[Exercise prompt] Records follow. Copy every line with "IntLiteralHex".
----- Excerpted data
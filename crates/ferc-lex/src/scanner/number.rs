//! Numeric literal scanning: decimal, radix-prefixed and float forms.

use super::{Scanner, Step};
use crate::state::{Radix, State};
use crate::token::{Token, TokenKind};

impl Scanner {
    /// Decimal integer accumulation. A radix prefix is only recognized
    /// when the buffer is exactly `0`; `.` and `e`/`E` hand over to the
    /// float states.
    pub(crate) fn int_dec(&mut self, c: u8) -> Step {
        match c {
            b'0'..=b'9' | b'_' => {
                self.push_char(c);
                Step::Done
            }
            b'x' | b'o' | b'b' if self.buffer == "0" => {
                self.radix = match c {
                    b'x' => Radix::Hex,
                    b'o' => Radix::Octal,
                    _ => Radix::Binary,
                };
                self.push_char(c);
                self.state = State::RadixInt;
                Step::Done
            }
            b'.' => {
                self.push_char(c);
                self.state = State::FloatDot;
                Step::Done
            }
            b'e' | b'E' => {
                self.push_char(c);
                self.state = State::ExponentSign;
                Step::Done
            }
            _ => {
                self.push_text_at_start(TokenKind::IntLiteralDec);
                Step::Redispatch
            }
        }
    }

    /// Digits after a `0x`/`0o`/`0b` prefix. The literal completes at the
    /// first character outside the radix's digit class; a prefix with no
    /// digit at all is an error.
    pub(crate) fn radix_int(&mut self, c: u8) -> Step {
        if self.radix.is_digit(c) || c == b'_' {
            self.push_char(c);
            return Step::Done;
        }

        // Two prefix characters, then at least one real digit (separators
        // alone do not count).
        let radix = self.radix;
        let has_digit = self.buffer.bytes().skip(2).any(|b| radix.is_digit(b));
        if has_digit {
            self.push_text_at_start(radix.kind());
        } else {
            self.error_at_start(radix.missing_digits_message());
        }
        Step::Redispatch
    }

    /// Just after the `.` of a would-be float. Without a digit the dot is
    /// not part of the literal: the integer is emitted and the dot is
    /// re-scanned as punctuation, so `1..2` lexes as a range.
    pub(crate) fn float_dot(&mut self, c: u8) -> Step {
        if c.is_ascii_digit() {
            self.push_char(c);
            self.state = State::FloatFraction;
            return Step::Done;
        }

        self.buffer.pop();
        let dot_line = self.start_line;
        let dot_column = self.start_column + self.buffer.len() as u32;
        self.push_text_at_start(TokenKind::IntLiteralDec);

        self.start_buffer(b'.', State::Punct);
        self.start_line = dot_line;
        self.start_column = dot_column;
        Step::Redispatch
    }

    /// Digits of the fractional part.
    pub(crate) fn float_fraction(&mut self, c: u8) -> Step {
        match c {
            b'0'..=b'9' | b'_' => {
                self.push_char(c);
                Step::Done
            }
            b'e' | b'E' => {
                self.push_char(c);
                self.state = State::ExponentSign;
                Step::Done
            }
            _ => {
                self.push_text_at_start(TokenKind::FloatLiteral);
                Step::Redispatch
            }
        }
    }

    /// Right after `e`/`E`: the exponent sign is mandatory.
    pub(crate) fn exponent_sign(&mut self, c: u8) -> Step {
        if c == b'+' || c == b'-' {
            self.push_char(c);
            self.state = State::ExponentDigits;
            Step::Done
        } else {
            self.split_malformed_exponent(1, "expected + or - at start of exponent");
            Step::Redispatch
        }
    }

    /// Exponent digits; at least one is required after the sign.
    pub(crate) fn exponent_digits(&mut self, c: u8) -> Step {
        let after_sign = matches!(self.buffer.as_bytes().last(), Some(b'+') | Some(b'-'));
        if after_sign {
            if c.is_ascii_digit() {
                self.push_char(c);
                Step::Done
            } else {
                self.split_malformed_exponent(2, "exponent should have at least one digit");
                Step::Redispatch
            }
        } else if c.is_ascii_digit() || c == b'_' {
            self.push_char(c);
            Step::Done
        } else {
            self.push_text_at_start(TokenKind::FloatLiteral);
            Step::Redispatch
        }
    }

    /// Recovery for a malformed exponent: emit the literal scanned so far
    /// (without the trailing `e`/`e±`), then an error token positioned at
    /// the `e`, and re-scan from the offending character.
    fn split_malformed_exponent(&mut self, tail: usize, message: &str) {
        let split = self.buffer.len() - tail;
        let mantissa = self.buffer[..split].to_string();
        let kind = if mantissa.contains('.') {
            TokenKind::FloatLiteral
        } else {
            TokenKind::IntLiteralDec
        };

        // Numeric lexemes never span lines, so the `e` sits on the start
        // line at a fixed offset from the lexeme start.
        let e_column = self.start_column + split as u32;
        self.tokens.push(Token::with_text(
            self.start_line,
            self.start_column,
            kind,
            mantissa,
        ));
        self.tokens.push(Token::with_text(
            self.start_line,
            e_column,
            TokenKind::Error,
            message,
        ));
        self.buffer.clear();
        self.state = State::Initial;
    }
}

#[cfg(test)]
mod tests {
    use crate::{tokenize, TokenKind};

    fn lex(source: &str) -> Vec<crate::Token> {
        tokenize(source.as_bytes())
    }

    #[test]
    fn test_decimal_with_separators() {
        let tokens = lex("1_000_000");
        assert_eq!(tokens.len(), 1);
        assert_eq!(tokens[0].kind, TokenKind::IntLiteralDec);
        assert_eq!(tokens[0].text.as_deref(), Some("1_000_000"));
    }

    #[test]
    fn test_radix_literals() {
        let tokens = lex("0x1f 0o77 0b1010");
        assert_eq!(tokens[0].kind, TokenKind::IntLiteralHex);
        assert_eq!(tokens[1].kind, TokenKind::IntLiteralOctal);
        assert_eq!(tokens[2].kind, TokenKind::IntLiteralBin);
    }

    #[test]
    fn test_octal_accepts_eight() {
        // The octal digit class is `'0'..='8'`; genuine octal stops at 7,
        // but the 8 stays part of the literal here.
        let tokens = lex("0o18");
        assert_eq!(tokens.len(), 1);
        assert_eq!(tokens[0].kind, TokenKind::IntLiteralOctal);
        assert_eq!(tokens[0].text.as_deref(), Some("0o18"));
    }

    #[test]
    fn test_radix_prefix_needs_a_digit() {
        let tokens = lex("0x");
        assert_eq!(tokens.len(), 1);
        assert_eq!(tokens[0].kind, TokenKind::Error);
        assert_eq!(
            tokens[0].text.as_deref(),
            Some("hex literal must contain at least one digit")
        );
    }

    #[test]
    fn test_radix_prefix_with_only_separators_is_an_error() {
        let tokens = lex("0b__");
        assert_eq!(tokens[0].kind, TokenKind::Error);
    }

    #[test]
    fn test_recovery_after_bare_prefix() {
        let tokens = lex("0x;");
        assert_eq!(tokens[0].kind, TokenKind::Error);
        assert_eq!((tokens[0].line, tokens[0].column), (0, 0));
        assert_eq!(tokens[1].kind, TokenKind::Semicolon);
        assert_eq!((tokens[1].line, tokens[1].column), (0, 2));
    }

    #[test]
    fn test_float_forms() {
        let tokens = lex("1.5 0.25 1.5e+10 2e-3");
        assert!(tokens.iter().all(|t| t.kind == TokenKind::FloatLiteral));
        assert_eq!(tokens[2].text.as_deref(), Some("1.5e+10"));
    }

    #[test]
    fn test_exponent_requires_sign() {
        // `1.5e10` splits: the float scanned so far, an error for the bare
        // exponent start, then the digits restart as a fresh integer.
        let tokens = lex("1.5e10");
        assert_eq!(tokens.len(), 3);
        assert_eq!(tokens[0].kind, TokenKind::FloatLiteral);
        assert_eq!(tokens[0].text.as_deref(), Some("1.5"));
        assert_eq!(tokens[1].kind, TokenKind::Error);
        assert_eq!(
            tokens[1].text.as_deref(),
            Some("expected + or - at start of exponent")
        );
        assert_eq!((tokens[1].line, tokens[1].column), (0, 3));
        assert_eq!(tokens[2].kind, TokenKind::IntLiteralDec);
        assert_eq!(tokens[2].text.as_deref(), Some("10"));
        assert_eq!((tokens[2].line, tokens[2].column), (0, 4));
    }

    #[test]
    fn test_exponent_requires_digits_after_sign() {
        let tokens = lex("2.5e+;");
        assert_eq!(tokens[0].kind, TokenKind::FloatLiteral);
        assert_eq!(tokens[0].text.as_deref(), Some("2.5"));
        assert_eq!(tokens[1].kind, TokenKind::Error);
        assert_eq!(
            tokens[1].text.as_deref(),
            Some("exponent should have at least one digit")
        );
        assert_eq!(tokens[2].kind, TokenKind::Semicolon);
    }

    #[test]
    fn test_integer_then_range() {
        let tokens = lex("1..2");
        assert_eq!(tokens[0].kind, TokenKind::IntLiteralDec);
        assert_eq!(tokens[1].kind, TokenKind::DotDot);
        assert_eq!((tokens[1].line, tokens[1].column), (0, 1));
        assert_eq!(tokens[2].kind, TokenKind::IntLiteralDec);
    }

    #[test]
    fn test_trailing_dot_is_punctuation() {
        let tokens = lex("7.");
        assert_eq!(tokens[0].kind, TokenKind::IntLiteralDec);
        assert_eq!(tokens[0].text.as_deref(), Some("7"));
        assert_eq!(tokens[1].kind, TokenKind::Dot);
    }

    #[test]
    fn test_radix_literal_ends_at_foreign_digit() {
        let tokens = lex("0b102");
        assert_eq!(tokens[0].kind, TokenKind::IntLiteralBin);
        assert_eq!(tokens[0].text.as_deref(), Some("0b10"));
        assert_eq!(tokens[1].kind, TokenKind::IntLiteralDec);
        assert_eq!(tokens[1].text.as_deref(), Some("2"));
    }

    #[test]
    fn test_number_then_identifier() {
        let tokens = lex("10x");
        assert_eq!(tokens[0].kind, TokenKind::IntLiteralDec);
        assert_eq!(tokens[1].kind, TokenKind::Identifier);
        assert_eq!(tokens[1].text.as_deref(), Some("x"));
    }
}
//! Edge case tests for ferc-lex

#[cfg(test)]
mod tests {
    use crate::{tokenize, Token, TokenKind};
    use proptest::prelude::*;

    fn lex(source: &str) -> Vec<Token> {
        tokenize(source.as_bytes())
    }

    fn kinds(source: &str) -> Vec<TokenKind> {
        lex(source).into_iter().map(|t| t.kind).collect()
    }

    // ==================== EDGE CASES ====================

    #[test]
    fn test_edge_empty_source() {
        assert!(lex("").is_empty());
    }

    #[test]
    fn test_edge_single_newline() {
        assert!(lex("\n").is_empty());
    }

    #[test]
    fn test_edge_long_identifier() {
        let name = "a".repeat(10_000);
        let tokens = lex(&name);
        assert_eq!(tokens.len(), 1);
        assert_eq!(tokens[0].text.as_deref(), Some(name.as_str()));
    }

    #[test]
    fn test_edge_deeply_nested_comment() {
        let mut source = String::new();
        for _ in 0..100 {
            source.push_str("/* ");
        }
        for _ in 0..100 {
            source.push_str("*/ ");
        }
        let tokens = lex(&source);
        assert_eq!(tokens.len(), 1);
        assert_eq!(tokens[0].kind, TokenKind::Comment);
    }

    #[test]
    fn test_edge_crlf_line_comment() {
        // The carriage return is comment content; only the newline ends it.
        let tokens = lex("// x\r\nfn");
        assert_eq!(tokens[0].text.as_deref(), Some("// x\r"));
        assert_eq!(tokens[1].kind, TokenKind::Fn);
    }

    #[test]
    fn test_edge_all_keywords_roundtrip() {
        let source = "as break const continue crate else enum extern false fn for if impl in \
                      let loop match mod move mut pub ref return self Self static struct super \
                      trait true type unsafe use where while async await dyn abstract become \
                      box do final macro override priv typeof unsized virtual yield try";
        let tokens = lex(source);
        assert_eq!(tokens.len(), 51);
        assert!(tokens.iter().all(|t| t.kind != TokenKind::Identifier));
        assert!(tokens.iter().all(|t| t.text.is_none()));
    }

    #[test]
    fn test_edge_declaration_snippet() {
        let tokens = lex("pub fn id<'a>(x: &'a str) -> &'a str { x }");
        let kinds: Vec<_> = tokens.iter().map(|t| t.kind).collect();
        assert_eq!(
            kinds,
            [
                TokenKind::Pub,
                TokenKind::Fn,
                TokenKind::Identifier,
                TokenKind::Lt,
                TokenKind::Lifetime,
                TokenKind::Gt,
                TokenKind::ParenL,
                TokenKind::Identifier,
                TokenKind::Colon,
                TokenKind::And,
                TokenKind::Lifetime,
                TokenKind::Identifier,
                TokenKind::ParenR,
                TokenKind::RArrow,
                TokenKind::And,
                TokenKind::Lifetime,
                TokenKind::Identifier,
                TokenKind::CurlyL,
                TokenKind::Identifier,
                TokenKind::CurlyR,
            ]
        );
    }

    #[test]
    fn test_edge_static_lifetime_in_reference() {
        let tokens = lex("&'static str");
        assert_eq!(tokens[0].kind, TokenKind::And);
        assert_eq!(tokens[1].kind, TokenKind::StaticLifetime);
        assert_eq!(tokens[2].kind, TokenKind::Identifier);
    }

    #[test]
    fn test_edge_char_literal_vs_label_vs_lifetime() {
        assert_eq!(kinds("'a'"), [TokenKind::CharLiteral]);
        assert_eq!(kinds("'a"), [TokenKind::Lifetime]);
        assert_eq!(kinds("'a:"), [TokenKind::Label]);
        assert_eq!(kinds("'abc,"), [TokenKind::Lifetime, TokenKind::Comma]);
    }

    #[test]
    fn test_edge_weak_keyword_positions() {
        let tokens = lex("union Foo");
        assert_eq!(tokens[0], Token::new(0, 0, TokenKind::Union));
        assert_eq!(tokens[1], Token::with_text(0, 6, TokenKind::Identifier, "Foo"));
    }

    #[test]
    fn test_edge_union_reclassified_even_as_a_value() {
        // The scanner has no grammatical context: an ordinary identifier
        // named `union` still flips when another identifier follows it.
        let tokens = lex("let union x");
        assert_eq!(tokens[0].kind, TokenKind::Let);
        assert_eq!(tokens[1].kind, TokenKind::Union);
        assert_eq!(tokens[2].kind, TokenKind::Identifier);
    }

    #[test]
    fn test_edge_mixed_literals_on_one_line() {
        let tokens = lex(r#"b'x' b"bytes" r"raw" "s" 'c' 0xff 1.0"#);
        let kinds: Vec<_> = tokens.iter().map(|t| t.kind).collect();
        assert_eq!(
            kinds,
            [
                TokenKind::ByteLiteral,
                TokenKind::ByteStringLiteral,
                TokenKind::RawStringLiteral,
                TokenKind::StringLiteral,
                TokenKind::CharLiteral,
                TokenKind::IntLiteralHex,
                TokenKind::FloatLiteral,
            ]
        );
    }

    #[test]
    fn test_edge_error_text_is_message_not_source() {
        let tokens = lex("0b");
        assert_eq!(tokens[0].kind, TokenKind::Error);
        assert_eq!(
            tokens[0].text.as_deref(),
            Some("binary literal must contain at least one digit")
        );
    }

    #[test]
    fn test_edge_shebang_like_line_is_just_tokens() {
        // `#` and `!` are ordinary punctuation to the scanner.
        assert_eq!(
            kinds("#!["),
            [TokenKind::Pound, TokenKind::Not, TokenKind::SquareL]
        );
    }

    #[test]
    fn test_edge_positions_after_multiline_block_comment() {
        let tokens = lex("/* a\n   b */ let");
        assert_eq!(tokens[1].kind, TokenKind::Let);
        assert_eq!((tokens[1].line, tokens[1].column), (1, 8));
    }

    #[test]
    fn test_edge_tab_does_not_collapse_columns() {
        // Tabs count as one column like any other character.
        let tokens = lex("\tfn");
        assert_eq!((tokens[0].line, tokens[0].column), (0, 1));
    }

    // ==================== RECOVERY ====================

    #[test]
    fn test_recovery_interleaves_errors_and_tokens() {
        let tokens = lex("let x = 0x; let y = 2;");
        let kinds: Vec<_> = tokens.iter().map(|t| t.kind).collect();
        assert_eq!(
            kinds,
            [
                TokenKind::Let,
                TokenKind::Identifier,
                TokenKind::Eq,
                TokenKind::Error,
                TokenKind::Semicolon,
                TokenKind::Let,
                TokenKind::Identifier,
                TokenKind::Eq,
                TokenKind::IntLiteralDec,
                TokenKind::Semicolon,
            ]
        );
    }

    #[test]
    fn test_recovery_never_drops_earlier_tokens() {
        let tokens = lex("fn `");
        assert_eq!(tokens[0].kind, TokenKind::Fn);
        assert_eq!(tokens[1].kind, TokenKind::Error);
    }

    // ==================== PROPERTIES ====================

    proptest! {
        /// Scanning is a total function: any byte soup terminates and
        /// yields tokens in non-decreasing source order.
        #[test]
        fn prop_scan_terminates_with_monotonic_positions(
            input in proptest::collection::vec(any::<u8>(), 0..512)
        ) {
            let tokens = tokenize(&input);
            for pair in tokens.windows(2) {
                prop_assert!(
                    (pair[0].line, pair[0].column) <= (pair[1].line, pair[1].column),
                    "out of order: {:?} then {:?}",
                    pair[0],
                    pair[1]
                );
            }
        }

        /// ASCII-only inputs as well; this biases the generator toward
        /// inputs that exercise the interesting states rather than the
        /// unexpected-symbol path.
        #[test]
        fn prop_ascii_scan_is_stable(
            input in "[ -~\n]{0,200}"
        ) {
            let first = tokenize(input.as_bytes());
            let second = tokenize(input.as_bytes());
            prop_assert_eq!(first, second);
        }
    }
}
----------
[Exercise solution]
        assert_eq!(tokens[0].kind, TokenKind::IntLiteralHex);
                TokenKind::IntLiteralHex,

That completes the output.